In my series of articles about Greece I have been trailing through the Ionian Islands. If you have been following I hope you have enjoyed the journey so far, for now I will continue with the exploration of Cephalonia.
As you head down the coast road further, if you are missing out Lixouri and the western peninsula the road takes you straight into Argostoli. As the capital of the island the town has spread as much as the topography will allow it, and you find business and industry mixed in with residential. The harbour is busy, as the supplies that come in from the mainland and beyond are often sold in the shops and warehouses along the way. There are of course all the normal trappings of a town that has embraced tourism, but there is also a seriousness as the commerce of the island is largely conducted on these streets.

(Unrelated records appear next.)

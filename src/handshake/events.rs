// Copyright (c) 2025 Ronan LE MEILLAT, SCTG Development
// This file is part of the modbus-handshake project and is licensed under the
// SCTG Development Non-Commercial License v1.0 (see LICENSE.md for details).

//! Errors, events and cycle outcomes reported by the coordinator

use std::time::Duration;

use chrono::{DateTime, Utc};
use thiserror::Error;

use super::session::HandshakeState;
use super::signal::{SignalKind, SignalReadError, SignalWriteError};

/// Register store failure surfaced by the coordinator
///
/// Carries the signal, the register address and the handshake state at the
/// moment of failure so a desynchronized handshake can be diagnosed from the
/// message alone.
#[derive(Error, Debug)]
pub enum HandshakeError {
    #[error("{source} (state {state})")]
    Read {
        state: HandshakeState,
        #[source]
        source: SignalReadError,
    },

    #[error("{source} (state {state})")]
    Write {
        state: HandshakeState,
        #[source]
        source: SignalWriteError,
    },
}

impl HandshakeError {
    pub fn signal(&self) -> SignalKind {
        match self {
            HandshakeError::Read { source, .. } => source.signal,
            HandshakeError::Write { source, .. } => source.signal,
        }
    }

    pub fn address(&self) -> u16 {
        match self {
            HandshakeError::Read { source, .. } => source.address,
            HandshakeError::Write { source, .. } => source.address,
        }
    }

    pub fn state(&self) -> HandshakeState {
        match self {
            HandshakeError::Read { state, .. } | HandshakeError::Write { state, .. } => *state,
        }
    }
}

/// Progress notifications, in the order they occur within a cycle
#[derive(Debug, Clone, PartialEq)]
pub enum HandshakeEvent {
    TriggerObserved { shot: u64, at: DateTime<Utc> },
    CaptureStarted { shot: u64 },
    CaptureFailed { shot: u64, reason: String },
    DoneSignaled { shot: u64 },
    TriggerReset { shot: u64, waited: Duration },
    ResetTimeout { shot: u64, waited: Duration },
    DoneCleared { shot: u64 },
    /// A register store failure ended the cycle; the coordinator keeps running
    CycleErrored {
        state: HandshakeState,
        signal: SignalKind,
        address: u16,
        reason: String,
    },
}

/// How one trigger cycle ended
#[derive(Debug, Clone, PartialEq)]
pub enum CycleOutcome {
    /// Done raised, Trigger cleared by the counterpart, Done cleared
    Completed { shot: u64, capture_time: Duration },
    /// The executor failed; Done was never raised
    CaptureFailed { shot: u64, reason: String },
    /// Trigger was still set when the reset wait ran out; Done cleared anyway
    ResetTimedOut { shot: u64, waited: Duration },
}

impl CycleOutcome {
    pub fn shot(&self) -> u64 {
        match self {
            CycleOutcome::Completed { shot, .. }
            | CycleOutcome::CaptureFailed { shot, .. }
            | CycleOutcome::ResetTimedOut { shot, .. } => *shot,
        }
    }
}
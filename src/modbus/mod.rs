// Copyright (c) 2025 Ronan LE MEILLAT, SCTG Development
// This file is part of the modbus-handshake project and is licensed under the
// SCTG Development Non-Commercial License v1.0 (see LICENSE.md for details).

//! Modbus communication module
//!
//! This module exposes the in-process holding register bank over Modbus TCP
//! so the robot controller can raise Trigger and read Done.
//!
//! ## Key Components
//!
//! - `HandshakeModbusServer`: the request handler serving one
//!   [`MemoryRegisterStore`](crate::register::MemoryRegisterStore).
//! - `serve_registers`: binds a listener and serves connections until the
//!   returned future is dropped.
//!
//! ## Register Map
//!
//! ### Holding Registers (Read/Write)
//!
//! All 65536 addresses exist and read 0 until written. With the default
//! configuration:
//!
//! - Register 1024 / 41025: Trigger, written by the robot
//! - Register 1025 / 41026: Done, written by the handshake coordinator
//!
//! Supported function codes are 0x03 (read holding registers), 0x06 (write
//! single register) and 0x10 (write multiple registers).

pub mod modbus_server;
pub use modbus_server::{serve_registers, HandshakeModbusServer};
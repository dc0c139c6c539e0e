// Copyright (c) 2025 Ronan LE MEILLAT, SCTG Development
// This file is part of the modbus-handshake project and is licensed under the
// SCTG Development Non-Commercial License v1.0 (see LICENSE.md for details).

//! Holding register store boundary
//!
//! Everything the handshake does goes through the [`RegisterStore`] trait.
//! Two implementations are provided:
//!
//! - [`MemoryRegisterStore`]: an in-process bank covering the full 16-bit
//!   address space, each address reading 0 until written. This is the bank the
//!   Modbus TCP server exposes to the robot controller.
//! - [`ModbusTcpStore`]: a Modbus TCP client connection to a remote bank.
//!
//! Neither implementation retries on failure. A failed read or write is
//! returned to the caller as a [`TransportError`].

use async_trait::async_trait;
use thiserror::Error;

mod memory;
mod modbus_client;

pub use memory::MemoryRegisterStore;
pub use modbus_client::ModbusTcpStore;

/// Failure reaching the register store
#[derive(Error, Debug)]
pub enum TransportError {
    #[error("I/O error while accessing register {address}: {source}")]
    Io {
        address: u16,
        #[source]
        source: std::io::Error,
    },

    #[error("Modbus transport failure while accessing register {address}: {reason}")]
    Modbus { address: u16, reason: String },

    #[error("Modbus exception {code} while accessing register {address}")]
    Exception { address: u16, code: String },

    #[error("request for register {address} timed out after {timeout_ms} ms")]
    Timeout { address: u16, timeout_ms: u64 },

    #[error("empty response while reading register {address}")]
    EmptyResponse { address: u16 },

    #[error("register bank unavailable: {reason}")]
    Unavailable { reason: String },
}

/// Read/write access to 16-bit holding registers
///
/// Implementations must be safe to share between tasks: the coordinator, the
/// status heartbeat and the register monitor may all hold the same store.
#[async_trait]
pub trait RegisterStore: Send + Sync {
    /// Read a single holding register
    async fn read_register(&self, address: u16) -> Result<u16, TransportError>;

    /// Write a single holding register
    async fn write_register(&self, address: u16, value: u16) -> Result<(), TransportError>;
}
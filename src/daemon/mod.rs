// Copyright (c) 2025 Ronan LE MEILLAT, SCTG Development
// This file is part of the modbus-handshake project and is licensed under the
// SCTG Development Non-Commercial License v1.0 (see LICENSE.md for details).

//! # Daemon Module
//!
//! The daemon module runs the background services of the handshake peer:
//! the Modbus TCP server (or client connection), the handshake coordinator,
//! the optional register monitor and the status heartbeat.
//!
//! ## Usage
//!
//! ```no_run
//! use modbus_handshake::{config::Config, daemon::Daemon};
//!
//! async fn run() -> anyhow::Result<()> {
//!     let config = Config::from_file("config.yaml")?;
//!
//!     // Create and launch daemon
//!     let mut daemon = Daemon::new();
//!     daemon.launch(&config).await?;
//!
//!     // Wait for shutdown signal (e.g., Ctrl+C)
//!     tokio::signal::ctrl_c().await?;
//!
//!     // Clean shutdown
//!     daemon.shutdown();
//!     daemon.join().await?;
//!
//!     Ok(())
//! }
//! ```

pub mod launch_daemon;

pub use launch_daemon::Daemon;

The central plaza is well maintained with tiled walkways, and a multitude of restaurants and bars that spread out from the buildings around to absorb much of the space between. Ornamental lighting and exotic palm trees set the scene for what is the social centre of the town. Here in the day people languish over long lunches and cold beers whilst the sun burns up the day elsewhere, then in the evening the night life takes over and in the bars the drinking and dancing ensue for the night.
An important feature of the town is the bridge that runs across the estuary to the North of Argostoli. It stretches for half a kilometre running low over the water, with a series of low swooping arches that barely clear the calm surface. It is a beautiful piece of architecture that joins the road north and cuts out an otherwise arduous drive around the bay.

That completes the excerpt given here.